Each line holding the word "function" must appear in the answer, copied from the entries.
== == ==
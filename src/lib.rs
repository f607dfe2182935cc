#![forbid(unsafe_code)]
#![doc = include_str!("../README.md")]

mod core;
mod error;
mod utils;

pub mod cache;
pub mod context;
pub mod cycle;
pub mod diagnostics;
pub mod dispatch;
pub mod function;
pub mod graph;
pub mod identifier;
pub mod job;
pub mod market_data;
pub mod resolver;
pub mod target;
pub mod value;

#[cfg(test)]
mod testing;

pub use crate::core::{ComputedValue, Hash32};
pub use crate::error::*;
#[cfg(feature = "logging")]
pub use crate::utils::init_logging;

pub use crate::cache::{ComputationCache, ComputationCacheSource};
pub use crate::context::{EngineConfig, ViewProcessingContext};
pub use crate::cycle::{ComputationCycle, CycleResult, ViewDefinition};
pub use crate::dispatch::{CalculationNode, CycleCancellation, JobDispatcher};
pub use crate::function::{FunctionDefinition, FunctionRepository};
pub use crate::graph::{DependencyGraph, DependencyGraphBuilder, NodeId};
pub use crate::identifier::{IdentifierMap, ValueSpecificationId};
pub use crate::value::{
    ComputationTargetSpecification, ComputationTargetType, ValueProperties, ValueRequirement,
    ValueSpecification,
};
== == ==
**Task result**
pub mod function;
pub use crate::function::{FunctionDefinition, FunctionRepository};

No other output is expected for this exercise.